Research B – Autumn Semester 2013/14


Recent news


Basic information


Deadlines and Meetings

Deadlines
All deadlines are at 15:00, CET (Amsterdam time).
Lectures
Progress Meetings

Topics

Please also take a look at thesis projects, they may also fit for a Research B project.
Topics marked with a red frame are already taken.

Title: Programming with infinite circular data
Supervisor: Alexandra Silva <alexandra@cs.ru.nl>
Description: There are many programs/algorithms that operate on circular data. However, language support therefore is still very limited. In this project we will be looking at extending functional languages with new constructs to operate on circular data structures, like trees and graphs.
Literature:
Type of work: Theory and programming

Title: Formal languages in theorem provers
Supervisor: Alexandra Silva <alexandra@cs.ru.nl>
Description: The goal of the project is to develop a library in a functional language like Haskell or a theorem prover, like Coq or Circ, where regular expressions and regular languages are formalized.
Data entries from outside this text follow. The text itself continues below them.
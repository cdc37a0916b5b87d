//! Command-line front end for htaccess-hub.
//!
//! Talks to a running service over HTTP: checks domains through its
//! `/status` endpoint and manages the rule library through `/rules`.
//!
//! # Usage
//!
//! ```bash
//! # Status of the four http/https × bare/www variants
//! hubctl check example.com
//!
//! # Rule library
//! hubctl rules list --search https
//! hubctl rules add --title "Force HTTPS" --code-file force-https.conf
//! hubctl rules edit 3 --title "Force HTTPS (301)"
//! hubctl rules delete 3 -y
//! ```
//!
//! # Environment Variables
//!
//! - `HUB_URL`: service location (default `http://127.0.0.1:3000`)
//! - `ADMIN_TOKEN`: sent as a bearer token on rule requests

use htaccess_hub::application::services::{DomainCheck, StatusService};
use htaccess_hub::client::{
    Console, DEFAULT_HUB_URL, HttpRuleTransport, StatusBoard, StatusClient,
};
use htaccess_hub::domain::classify::BadgeKind;
use htaccess_hub::domain::entities::Rule;

use anyhow::{Context, Result};
use clap::{Parser, Subcommand};
use colored::*;
use dialoguer::{Confirm, Input};
use std::path::PathBuf;
use std::sync::Arc;
use tracing_subscriber::EnvFilter;

/// CLI for the htaccess-hub service.
#[derive(Parser)]
#[command(name = "hubctl")]
#[command(author, version, about, long_about = None)]
struct Cli {
    /// Service base URL
    #[arg(long, env = "HUB_URL", default_value = DEFAULT_HUB_URL, global = true)]
    hub_url: String,

    /// Bearer token for rule mutations
    #[arg(long, env = "ADMIN_TOKEN", hide_env_values = true, global = true)]
    token: Option<String>,

    #[command(subcommand)]
    command: Commands,
}

#[derive(Subcommand)]
enum Commands {
    /// Check the status of every variant of a domain
    Check {
        /// Domain or URL, e.g. `example.com` or `https://www.example.com/path`
        domain: String,
    },

    /// Manage the rule library
    Rules {
        #[command(subcommand)]
        action: RuleAction,
    },
}

#[derive(Subcommand)]
enum RuleAction {
    /// List rules
    List {
        /// Only rules whose title or description contains this text
        #[arg(short, long)]
        search: Option<String>,

        /// Print the code of every rule
        #[arg(short, long)]
        full: bool,
    },

    /// Add a rule
    Add {
        #[command(flatten)]
        fields: RuleFields,
    },

    /// Replace a rule's title, code and description
    Edit {
        id: i64,

        #[command(flatten)]
        fields: RuleFields,
    },

    /// Delete a rule
    Delete {
        id: i64,

        /// Skip confirmation prompt
        #[arg(short = 'y', long)]
        yes: bool,
    },
}

#[derive(clap::Args)]
struct RuleFields {
    #[arg(short, long)]
    title: Option<String>,

    /// Snippet body
    #[arg(short, long, conflicts_with = "code_file")]
    code: Option<String>,

    /// Read the snippet body from a file
    #[arg(long)]
    code_file: Option<PathBuf>,

    #[arg(short, long)]
    description: Option<String>,
}

#[tokio::main]
async fn main() {
    dotenvy::dotenv().ok();

    tracing_subscriber::fmt()
        .with_env_filter(
            EnvFilter::try_from_default_env().unwrap_or_else(|_| EnvFilter::new("error")),
        )
        .with_writer(std::io::stderr)
        .init();

    let cli = Cli::parse();

    if let Err(e) = run(cli).await {
        eprintln!("{} {}", "✗".red().bold(), format!("{e:#}").red());
        std::process::exit(1);
    }
}

async fn run(cli: Cli) -> Result<()> {
    match cli.command {
        Commands::Check { domain } => check(&cli.hub_url, &domain).await,
        Commands::Rules { action } => {
            let transport = HttpRuleTransport::new(&cli.hub_url, cli.token)?;
            let mut console = Console::new(Arc::new(transport));
            handle_rule_action(action, &mut console).await
        }
    }
}

/// Probes the four variants through the service and prints one line each.
async fn check(hub_url: &str, domain: &str) -> Result<()> {
    let service = StatusService::new(Arc::new(StatusClient::new(hub_url)?));
    let mut board = StatusBoard::new();

    let token = board.begin();
    let result = service.check_domain(domain).await;
    board.complete(token, result);

    if let Some(check) = board.current() {
        print_check(check);
    }
    Ok(())
}

fn print_check(check: &DomainCheck) {
    println!("{} {}", "🔎 Status of".bright_blue().bold(), check.host.cyan());
    println!();

    for row in &check.rows {
        let label = format!(" {} ", row.classification.primary_label);
        let badge = match row.classification.badge_kind {
            BadgeKind::Ok => label.black().on_green(),
            BadgeKind::Redirect => label.black().on_yellow(),
            BadgeKind::Error => label.white().on_red(),
        };

        let mut line = format!("  {:<40} {}", row.result.url, badge);
        if let Some(secondary) = &row.classification.secondary_badge {
            line.push_str(&format!(
                " → {} {}",
                secondary.tooltip.bright_black(),
                format!(" {} ", secondary.label).black().on_green()
            ));
        }
        println!("{line}");
    }
    println!();
}

async fn handle_rule_action(
    action: RuleAction,
    console: &mut Console<HttpRuleTransport>,
) -> Result<()> {
    match action {
        RuleAction::List { search, full } => list_rules(console, search, full).await,
        RuleAction::Add { fields } => add_rule(console, fields).await,
        RuleAction::Edit { id, fields } => edit_rule(console, id, fields).await,
        RuleAction::Delete { id, yes } => delete_rule(console, id, yes).await,
    }
}

async fn list_rules(
    console: &mut Console<HttpRuleTransport>,
    search: Option<String>,
    full: bool,
) -> Result<()> {
    println!("{}", "📋 Rules".bright_blue().bold());
    println!();

    console.load_rules().await;
    if !console.store_available() {
        println!("{}", "  Rule store unavailable".yellow());
        return Ok(());
    }

    let rules = console.filter(search.as_deref().unwrap_or(""));
    if rules.is_empty() {
        println!("{}", "  No rules found.".yellow());
        return Ok(());
    }

    println!(
        "  {:<5} {:<40} {}",
        "ID".bright_white().bold(),
        "Title".bright_white().bold(),
        "Description".bright_white().bold()
    );
    println!("  {}", "─".repeat(75).bright_black());

    for rule in &rules {
        print_rule(rule, full);
    }

    println!();
    println!("  Total: {}", rules.len().to_string().bright_white().bold());
    println!();

    Ok(())
}

fn print_rule(rule: &Rule, full: bool) {
    println!(
        "  {:<5} {:<40} {}",
        rule.id.to_string().bright_black(),
        rule.title.cyan(),
        rule.description.as_deref().unwrap_or("").bright_black()
    );

    if full {
        for line in rule.code.lines() {
            println!("        {}", line.bright_yellow());
        }
        println!();
    }
}

async fn add_rule(console: &mut Console<HttpRuleTransport>, fields: RuleFields) -> Result<()> {
    println!("{}", "➕ Add Rule".bright_blue().bold());
    println!();

    let (title, code, description) = resolve_fields(fields, None)?;

    let id = console
        .create_rule(&title, &code, description.as_deref())
        .await
        .context("Failed to create rule")?;

    println!(
        "{} {}",
        "✅ Rule created with id".green().bold(),
        id.to_string().bright_white().bold()
    );
    Ok(())
}

async fn edit_rule(
    console: &mut Console<HttpRuleTransport>,
    id: i64,
    fields: RuleFields,
) -> Result<()> {
    println!("{}", "✏️  Edit Rule".bright_blue().bold());
    println!();

    console.load_rules().await;
    let existing = console.rules().iter().find(|r| r.id == id).cloned();
    if existing.is_none() && console.store_available() {
        println!("{}", format!("⚠️  Rule {id} is not in the list").yellow());
    }

    let (title, code, description) = resolve_fields(fields, existing.as_ref())?;

    console
        .update_rule(id, &title, &code, description.as_deref())
        .await
        .context("Failed to update rule")?;

    println!("{}", "✅ Rule updated".green().bold());
    Ok(())
}

async fn delete_rule(console: &mut Console<HttpRuleTransport>, id: i64, yes: bool) -> Result<()> {
    println!("{}", "🗑  Delete Rule".bright_blue().bold());
    println!();

    if !yes {
        let confirmed = Confirm::new()
            .with_prompt(format!("Are you sure you want to delete rule {id}?"))
            .default(false)
            .interact()?;

        if !confirmed {
            println!("{}", "❌ Cancelled".red());
            return Ok(());
        }
    }

    console
        .delete_rule(id)
        .await
        .context("Failed to delete rule")?;

    println!("{}", "✅ Rule deleted".green().bold());
    Ok(())
}

/// Fills missing fields interactively, offering the current values of
/// `existing` as defaults.
fn resolve_fields(
    fields: RuleFields,
    existing: Option<&Rule>,
) -> Result<(String, String, Option<String>)> {
    let title = match fields.title {
        Some(t) => t,
        None => {
            let mut input = Input::<String>::new().with_prompt("Title");
            if let Some(rule) = existing {
                input = input.with_initial_text(rule.title.clone());
            }
            input.interact_text()?
        }
    };

    let code = match (fields.code, fields.code_file) {
        (Some(c), _) => c,
        (None, Some(path)) => std::fs::read_to_string(&path)
            .with_context(|| format!("Failed to read {}", path.display()))?,
        (None, None) => match existing {
            Some(rule) => rule.code.clone(),
            None => Input::<String>::new()
                .with_prompt("Code")
                .interact_text()?,
        },
    };

    let description = match fields.description {
        Some(d) => Some(d),
        None => {
            let mut input = Input::<String>::new()
                .with_prompt("Description (optional)")
                .allow_empty(true);
            if let Some(d) = existing.and_then(|r| r.description.clone()) {
                input = input.with_initial_text(d);
            }
            Some(input.interact_text()?)
        }
    };

    Ok((title, code, description))
}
The goal is to then formalize proofs of known theorems, such as the Myhill-nerode theorem.
Literature:
Type of work: Theory and programming

Title: Pairing based cryptography in SmartGrids
Supervisor: Bárbara Vieira <b.vieira@cs.ru.nl>
Description: Development and implementation (in C++) of a pairing-based protocol and evaluation of the applicability of pairing based cryptography to the SmartGrids context. The protocol will be used in the specific context of C-DAX, an European Project which proposes a cyber-secure data and control cloud for future power distribution networks.
Literature:
Type of work: Theory (40%): Includes studying paring based cryptography (and all the related concepts: elliptic curves, pairings, etc) and information centric networks (communication model), with special focus on the design of a pairing based protocol for the specific communication model supported by information centric networks (considering the particular case of C-DAX).
Programming (40%): It is expected that implementation (programming part) corresponds to 40% of the work. The implementation requires at least knowledge of the C programming language. Notice that, the purpose of this research project is not to implement a pairing library from the scratch. Efficient pairing implementations are already available online and the purpose is to rely on those libraries to implement the protocols.
Experiments (20%): C-DAX targets three different use-cases (SmartGrid Use-Cases) with many different characteristics (speed, data volume, etc). It will be necessary to evaluate in which use case the protocol can be implemented by evaluating the underlying constrains (doing experiments considering the different characteristics). There might be the possibility of testing the protocol at Aliander's (a C-DAX partner) testbed. Aliander's is one of the current DNOs in The Netherlands.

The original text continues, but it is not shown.